MAS warns of e-mails asking for bank account information, in wake of rising phishing attempts

The Monetary Authority of Singapore said consumers should "exercise utmost caution" when dealing with phishing e-mails.
The Monetary Authority of Singapore said consumers should "exercise utmost caution" when dealing with phishing e-mails.PHOTO: REUTERS

SINGAPORE - Be wary of e-mails asking for sensitive information related to bank accounts, the Monetary Authority of Singapore has warned consumers in a statement on Sunday (May 6).

The authority said consumers should "exercise utmost caution" when dealing with such e-mails, as it has seen a rise in the number of phishing attempts over the past week.

Phishing is a way of obtaining sensitive personal information such as one's banking account details, PIN, one-time passwords (OTP), credit card number, user ID or password through the Internet, in order to perform unauthorised banking transactions. 

These e-mails are purportedly from banks, asking consumers to update their personal particulars including information on their bank accounts, online banking user names and passwords, said MAS.

Some of these e-mails also claim that it is an MAS requirement for bank customers to do so.

  • Steps to protect against phishing

  • - Your bank will never send you e-mails asking you to divulge any confidential or personal information. 
    - Never reveal your PIN or OTP to anyone. No bank would ever ask for your PIN or OTP via e-mail or phone. 
    - Do not click on any link to log on to bank websites or open attachments in e-mails purportedly sent to you by your bank, credit card issuer or service provider. Instead, always enter the full URL or domain name into your address bar. 
    - Check your bank's website regularly for more information on announcements and advisories related to Internet security. 

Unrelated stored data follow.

//! Trade domain: public trade executions and history helpers.

mod convert;
pub mod history;
pub mod wire;

use crate::shared::Side;
use rust_decimal::Decimal;
use serde::Serialize;

pub(crate) use convert::decode_trades;
pub use history::{filter_trades, sort_trades, TradeFilter};

/// A single executed public trade.
///
/// Trades compare and hash over all of their fields.
#[derive(Debug, Clone, PartialEq, Eq, Hash, Serialize)]
pub struct Trade {
    trade_id: u64,
    timestamp: i64,
    is_sell: bool,
    price: Decimal,
    amount: Decimal,
    amount_symbol: String,
}

impl Trade {
    pub fn new(
        trade_id: u64,
        timestamp: i64,
        is_sell: bool,
        price: Decimal,
        amount: Decimal,
        amount_symbol: impl Into<String>,
    ) -> Self {
        Self {
            trade_id,
            timestamp,
            is_sell,
            price,
            amount,
            amount_symbol: amount_symbol.into(),
        }
    }

    pub fn trade_id(&self) -> u64 {
        self.trade_id
    }

    /// Execution time exactly as the trade feed reports it.
    pub fn timestamp(&self) -> i64 {
        self.timestamp
    }

    pub fn is_sell(&self) -> bool {
        self.is_sell
    }

    pub fn side(&self) -> Side {
        Side::from_is_sell(self.is_sell)
    }

    pub fn price(&self) -> Decimal {
        self.price
    }

    pub fn amount(&self) -> Decimal {
        self.amount
    }

    /// Lowercase base-currency ticker `amount` is denominated in.
    pub fn amount_symbol(&self) -> &str {
        &self.amount_symbol
    }
}

impl std::fmt::Display for Trade {
    fn fmt(&self, f: &mut std::fmt::Formatter<'_>) -> std::fmt::Result {
        write!(
            f,
            "Trade #{} ({} {} {}, price {}, at {})",
            self.trade_id,
            self.side(),
            self.amount,
            self.amount_symbol,
            self.price,
            self.timestamp
        )
    }
}
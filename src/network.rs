//! Network URL constants for the OKEx SDK.

/// Public REST API host of OKEx.
pub const DEFAULT_API_URL: &str = "https://www.okex.com";

/// Public REST API host of OKCoin, which serves the same v1 API.
pub const OKCOIN_API_URL: &str = "https://www.okcoin.com";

    Source: Monetary Authority of Singapore

However, the MAS said: "Customers who receive such e-mails should not follow the instructions of the senders and should report them promptly to their banks."

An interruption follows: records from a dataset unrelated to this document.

//! Shared type definitions for the OKEx SDK.
//!
//! This module contains types used by both the API client and the domain records.

use serde::{Deserialize, Serialize};

// ============================================================================
// Side
// ============================================================================

/// Order or trade side, as spelled by the v1 API (`"buy"` / `"sell"`).
#[derive(Debug, Clone, Copy, PartialEq, Eq, Hash, Serialize, Deserialize)]
#[serde(rename_all = "lowercase")]
pub enum Side {
    Buy,
    Sell,
}

impl Side {
    /// Side from the `is_sell` flag used by the domain records.
    pub fn from_is_sell(is_sell: bool) -> Self {
        if is_sell {
            Side::Sell
        } else {
            Side::Buy
        }
    }

    /// Parse a wire `type` field. Only the exact strings `"buy"` and `"sell"`
    /// are sides; anything else (e.g. `"buy_market"`) yields `None`.
    pub fn from_wire(value: &str) -> Option<Self> {
        match value {
            "buy" => Some(Side::Buy),
            "sell" => Some(Side::Sell),
            _ => None,
        }
    }

    /// Wire representation.
    pub fn as_str(&self) -> &'static str {
        match self {
            Side::Buy => "buy",
            Side::Sell => "sell",
        }
    }

    pub fn is_sell(&self) -> bool {
        matches!(self, Side::Sell)
    }
}

impl std::fmt::Display for Side {
    fn fmt(&self, f: &mut std::fmt::Formatter<'_>) -> std::fmt::Result {
        match self {
            Side::Buy => write!(f, "BUY"),
            Side::Sell => write!(f, "SELL"),
        }
    }
}

// ============================================================================
// Pair helpers
// ============================================================================

/// Base-currency ticker of a pair, lowercased (`"BTC_usd"` -> `"btc"`).
///
/// A pair without `_` is treated as a bare base symbol.
pub fn base_symbol(pair: &str) -> String {
    pair.split('_').next().unwrap_or(pair).to_lowercase()
}
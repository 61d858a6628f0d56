//! Wire types for the public trade feed (`trades.do`).

use crate::shared::serde_util::{lenient_decimal, lenient_i64, lenient_u64};
use rust_decimal::Decimal;
use serde::Deserialize;

/// A single public trade row. The endpoint returns a bare array of these.
#[derive(Deserialize, Debug, Clone)]
pub struct TradeRow {
    #[serde(with = "lenient_u64")]
    pub tid: u64,
    #[serde(with = "lenient_i64")]
    pub date: i64,
    /// `"buy"` or `"sell"`.
    #[serde(rename = "type")]
    pub trade_type: String,
    #[serde(with = "lenient_decimal")]
    pub price: Decimal,
    #[serde(with = "lenient_decimal")]
    pub amount: Decimal,
}
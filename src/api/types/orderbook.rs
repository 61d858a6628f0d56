//! Orderbook depth types for the OKEx REST API (`depth.do`).

use crate::shared::serde_util::lenient_decimal;
use rust_decimal::Decimal;
use serde::{Deserialize, Serialize};

/// Price level in the orderbook, sent on the wire as `[price, amount]`.
#[derive(Debug, Clone, Copy, PartialEq, Eq, Serialize, Deserialize)]
#[serde(from = "RawLevel")]
pub struct PriceLevel {
    pub price: Decimal,
    /// Total amount at this price level, in base currency
    pub amount: Decimal,
}

#[derive(Deserialize)]
struct RawLevel(
    #[serde(with = "lenient_decimal")] Decimal,
    #[serde(with = "lenient_decimal")] Decimal,
);

impl From<RawLevel> for PriceLevel {
    fn from(RawLevel(price, amount): RawLevel) -> Self {
        Self { price, amount }
    }
}

/// Response for GET /api/v1/depth.do.
#[derive(Debug, Clone, PartialEq, Eq, Serialize, Deserialize)]
pub struct Depth {
    /// Ask levels (sell orders), in exchange order
    pub asks: Vec<PriceLevel>,
    /// Bid levels (buy orders), in exchange order
    pub bids: Vec<PriceLevel>,
}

The authority added that all financial institutions are expected to take action to protect their consumers, and promptly alert their customers of any phishing activity and remove phishing websites that target their customers.

Those who suspect that their user name, personal identification numbers or security tokens have been compromised, or if they identify any suspicious activities on their banking accounts, should contact their banks immediately, said MAS.

Consumers can refer to the MoneySense website, the Government's national financial education programme, for more tips to guard against phishing activities, MAS added.